Lei Zhen Yu ouvrit la cave à vin et actionna le bouton d’une porte secrète. Le meuble glissa sur le côté et révéla une réserve dissimulée. Il appela Han Xiao. À l’intérieur, une rangée de vitrines s’alignait le long du mur, garnies d’armes de toutes sortes. Lei Zhen Yu se dirigea droit vers la vitrine du fond.

« J’ai quatre objets créés à l’aide des connaissances avancées. Laissez-moi vous les présenter. » Lei Zhen Yu désigna la vitrine et se lança dans un long bavardage.

Les connaissances avancées de Lei Zhen Yu portaient sur la modification miniature. Ces quatre armes avancées relevaient toutes de la nanomécanique.

Les bio-granules « Infirmière de type I ». Cela ressemblait à une épaisse substance noire mais, en réalité, elle pouvait se diviser en nanogranules particulières. On les introduisait ensuite dans le corps. En cas de blessure, d’empoisonnement ou d’hémorragie, elles aidaient à s’en remettre, soit en éliminant le poison, soit en accélérant la coagulation. C’était un traitement médical consommable.

La membrane pare-balles colloïdale U9. En surface, on aurait dit du verre ordinaire. Mais, sous un choc, elle devenait brièvement non solide pour annuler l’énergie cinétique, puis se solidifiait pour emprisonner l’objet. Une balle tirée contre elle s’y trouvait ainsi captive, comme si elle avait poussé de l’intérieur. Malgré son allure de verre transparent, elle offrait une défense élevée et se laissait mal endommager. Idéale pour confectionner des gilets pare-balles.

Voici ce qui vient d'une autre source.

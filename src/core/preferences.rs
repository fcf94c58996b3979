//! # User Preferences
//!
//! Theme, autoplay, sound, animations and language. Each field lives under
//! its own storage key and is read and written independently.

use serde::{Deserialize, Serialize};

use crate::core::storage::{KeyValueStore, keys, load_json, save_json};

pub const DEFAULT_LANGUAGE: &str = "en";

#[derive(Debug, Clone, Copy, Default, PartialEq, Eq, Serialize, Deserialize)]
#[serde(rename_all = "lowercase")]
pub enum Theme {
    Light,
    #[default]
    Dark,
}

impl Theme {
    pub fn toggled(self) -> Self {
        match self {
            Theme::Light => Theme::Dark,
            Theme::Dark => Theme::Light,
        }
    }

    pub fn label(&self) -> &'static str {
        match self {
            Theme::Light => "light",
            Theme::Dark => "dark",
        }
    }
}

#[derive(Debug, Clone, PartialEq, Eq, Serialize, Deserialize)]
pub struct Preferences {
    pub theme: Theme,
    pub auto_play: bool,
    pub sound_enabled: bool,
    pub animations_enabled: bool,
    pub language: String,
}

impl Default for Preferences {
    fn default() -> Self {
        Self {
            theme: Theme::default(),
            auto_play: true,
            sound_enabled: true,
            animations_enabled: true,
            language: DEFAULT_LANGUAGE.to_string(),
        }
    }
}

/// One persisted preference field.
#[derive(Debug, Clone, Copy, PartialEq, Eq, Hash)]
pub enum PreferenceKey {
    Theme,
    AutoPlay,
    Sound,
    Animations,
    Language,
}

impl PreferenceKey {
    pub fn storage_key(&self) -> &'static str {
        match self {
            PreferenceKey::Theme => keys::THEME,
            PreferenceKey::AutoPlay => keys::AUTOPLAY,
            PreferenceKey::Sound => keys::SOUND,
            PreferenceKey::Animations => keys::ANIMATIONS,
            PreferenceKey::Language => keys::LANGUAGE,
        }
    }
}

/// Partial update. Only `Some` fields are applied and persisted.
#[derive(Debug, Clone, Default, PartialEq, Eq)]
pub struct PreferencesPatch {
    pub theme: Option<Theme>,
    pub auto_play: Option<bool>,
    pub sound_enabled: Option<bool>,
    pub animations_enabled: Option<bool>,
    pub language: Option<String>,
}

impl PreferencesPatch {
    pub fn theme(theme: Theme) -> Self {
        Self {
            theme: Some(theme),
            ..Default::default()
        }
    }

    pub fn auto_play(enabled: bool) -> Self {
        Self {
            auto_play: Some(enabled),
            ..Default::default()
        }
    }
}

impl Preferences {
    /// Reads every key independently; each missing or malformed key keeps its default.
    pub fn load(store: &dyn KeyValueStore) -> Self {
        let defaults = Self::default();
        Self {
            theme: load_json(store, keys::THEME).unwrap_or(defaults.theme),
            auto_play: load_json(store, keys::AUTOPLAY).unwrap_or(defaults.auto_play),
            sound_enabled: load_json(store, keys::SOUND).unwrap_or(defaults.sound_enabled),
            animations_enabled: load_json(store, keys::ANIMATIONS)
                .unwrap_or(defaults.animations_enabled),
            language: load_json(store, keys::LANGUAGE).unwrap_or(defaults.language),
        }
    }

    /// Shallow-merges `patch`, returning the keys it touched in field order.
    pub fn apply(&mut self, patch: PreferencesPatch) -> Vec<PreferenceKey> {
        let mut touched = Vec::new();
        if let Some(theme) = patch.theme {
            self.theme = theme;
            touched.push(PreferenceKey::Theme);
        }
        if let Some(auto_play) = patch.auto_play {
            self.auto_play = auto_play;
            touched.push(PreferenceKey::AutoPlay);
        }
        if let Some(sound) = patch.sound_enabled {
            self.sound_enabled = sound;
            touched.push(PreferenceKey::Sound);
        }
        if let Some(animations) = patch.animations_enabled {
            self.animations_enabled = animations;
            touched.push(PreferenceKey::Animations);
        }
        if let Some(language) = patch.language {
            self.language = language;
            touched.push(PreferenceKey::Language);
        }
        touched
    }

    /// Writes a single key. Failure is logged by the storage layer.
    pub fn save_key(&self, store: &mut dyn KeyValueStore, key: PreferenceKey) -> bool {
        let storage_key = key.storage_key();
        match key {
            PreferenceKey::Theme => save_json(store, storage_key, &self.theme),
            PreferenceKey::AutoPlay => save_json(store, storage_key, &self.auto_play),
            PreferenceKey::Sound => save_json(store, storage_key, &self.sound_enabled),
            PreferenceKey::Animations => save_json(store, storage_key, &self.animations_enabled),
            PreferenceKey::Language => save_json(store, storage_key, &self.language),
        }
    }
}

Le condensat de Fermi. C’était une arme qui ressemblait à de la mousse à raser et qu’on injectait dans une arme pour la refroidir de l’intérieur. Elle abaissait le temps de refroidissement, puis se dégradait vite afin de ne pas encrasser le mécanisme. Le refroidissement du Ver solaire, par exemple, était de vingt secondes. Avec le condensat de Fermi, il tombait à trois ou cinq secondes. L’effet était remarquable. Cela se consommait également.

La fibre nanosynthétique PE-0. Semblable aux tendons d’un organisme vivant, c’était un nanomatériau noir, luisant et résistant. À le tordre ou à l’étirer, on lui découvrait une élasticité incroyable.

Han Xiao ne pouvait échanger le fusil que contre un seul de ces objets.